Select Committee on Treasury Written Evidence

Memorandum submitted by One Parent Families


  1.  One Parent Families is the national charity representing the 1.9 million lone parents and the three million children living with them in Britain today. Formed in 1918 as the National Council for the Unmarried Mother and her Child, the charity has worked since then to tackle the poverty, social exclusion and stigma still faced by too many of those who live in one-parent families.

  2.  The charity campaigns actively on policy issues, runs a help and advice line, and runs training and back to work programmes for lone parents. We receive an average of around 20,000 calls a year from lone parents, on a wide range of issues including around one quarter of calls which deal with benefits and tax credits.

  3.  One Parent Families welcomed the introduction of tax credits and the significant additional financial support provided to families. However, we have expressed concerns about their implementation, and in particular the impact of the recovery of overpayments. As we stated in our submissions to the Committee's previous inquiry, we welcomed the reforms that the Government announced in December 2005 to improve the operation of the tax credits system. However, we remain extremely concerned that the deadline for implementation of, in our view perhaps the most important reform, the introduction of automatic limits on overpayment recovery was missed.

  4.  We also called for further reforms to the system, including the introduction of an independent right to appeal, and have not changed our view that these remain necessary.

  5.  One particular problem we would like to draw to the committee's attention is the interaction between overpayments of tax credits and payment of Income Support. At present we believe that the rules function so that claimants lose out twice.
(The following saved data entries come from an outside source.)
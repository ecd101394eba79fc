//! Sentence collection for leaf units

use crate::config::ExtractorConfig;
use crate::error::ExtractorError;
use crate::matcher::match_nodes;
use crate::metadata::MetadataExtractor;
use tracing::{debug, warn};
use wordseer_domain::{Property, Segmenter, Sentence, StructureSpec};
use wordseer_markup::{MarkupError, MarkupNode, MarkupTree};

/// Gathers the text under a leaf unit and turns it into sentences
pub struct SentenceCollector<'a, S: Segmenter> {
    tree: &'a MarkupTree,
    segmenter: &'a S,
    metadata: MetadataExtractor<'a>,
}

impl<'a, S: Segmenter> SentenceCollector<'a, S> {
    /// Create a collector over a parsed tree
    pub fn new(tree: &'a MarkupTree, segmenter: &'a S, config: &'a ExtractorConfig) -> Self {
        Self {
            tree,
            segmenter,
            metadata: MetadataExtractor::new(tree, config),
        }
    }

    /// Collect the sentences of `spec` under `parent`
    ///
    /// Every node matched by the sentence paths of `spec` contributes its
    /// trimmed text plus a newline to one buffer, and its metadata to one
    /// shared list. With `tokenize` the buffer is segmented and each
    /// sentence gets a copy of the whole list; without it the buffer
    /// becomes a single sentence.
    pub fn collect_sentences(
        &self,
        spec: &StructureSpec,
        parent: MarkupNode<'a>,
        tokenize: bool,
    ) -> Result<Vec<Sentence>, ExtractorError> {
        let mut buffer = String::new();
        let mut metadata: Vec<Property> = Vec::new();

        for xpath in spec.sentence_xpaths() {
            for node in self.sentence_nodes(xpath, parent)? {
                buffer.push_str(self.tree.text_content(node).trim());
                buffer.push('\n');
                metadata.extend(self.metadata.extract(spec, node)?);
            }
        }

        let sentences = if tokenize {
            self.segmenter
                .tokenize(&buffer)
                .into_iter()
                .map(|sentence| Sentence::with_metadata(sentence.text, metadata.clone()))
                .collect()
        } else {
            vec![Sentence::with_metadata(buffer, metadata)]
        };

        debug!(
            "Collected {} sentences for '{}' at {}",
            sentences.len(),
            spec.name(),
            self.tree.locate(parent)
        );
        Ok(sentences)
    }

    /// Nodes holding sentence text
    ///
    /// A raw text node cannot be queried; its parent's elements stand in.
    fn sentence_nodes(
        &self,
        xpath: &str,
        parent: MarkupNode<'a>,
    ) -> Result<Vec<MarkupNode<'a>>, ExtractorError> {
        match match_nodes(self.tree, xpath, parent) {
            Ok(nodes) => Ok(nodes),
            Err(MarkupError::NonElementContext(expr)) => {
                let fallback = self
                    .tree
                    .parent(parent)
                    .map(|p| self.tree.elements(p))
                    .unwrap_or_default();
                warn!(
                    "Cannot apply '{}' to text at {}; reading {} elements of its parent",
                    expr,
                    self.tree.locate(parent),
                    fallback.len()
                );
                Ok(fallback)
            }
            Err(e) => Err(e.into()),
        }
    }
}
  6.  Finally, we believe that there remains a case for meeting the costs of childcare outside of the tax credit system. Although this is a policy rather than an administrative issue, we believe that it would significantly lessen the administrative burden placed on the Revenue.


  7.  In our previous submission we called for:

    —  The right to an independent appeal of the decision to recover an overpayment; and

    —  The need for better explanation of why an overpayment has occurred and a delay in the recovery of overpayments for 30 days.

  8.  Recent cases from our advice line highlight the need for such reforms, and for better explanation from the Revenue when things go wrong:

  A caller rang who had received a letter from HMRC giving her one day to pay a tax credit debt of £5,000. She had previously contacted HMRC and been told that she had no record of an overpayment outstanding.

  A caller rang who was having her tax credits reduced and struggling on a low income. She did not know why she had been overpaid in the first place, and therefore was not challenging this decision.

  A caller rang who had received an overpayment when she was in a couple. She did not know why, but had assumed that this would prevent her from claiming as a lone parent.


  9.  We were extremely disappointed by the Paymaster General's statement in December that HMRC had been unable to implement the proposed automatic limits on the recovery of overpayments. Although we have been told that a solution will be implemented by April, given the first missed deadline we are wary about such assurances.

  10.  We have been told by the Revenue that a "manual" work around has been found so that the policy intention, that those on low incomes are protected from drastic reductions in their tax credits, is met. However, we have seen recent cases on our advice line where callers appear to still be facing 100% recovery rates.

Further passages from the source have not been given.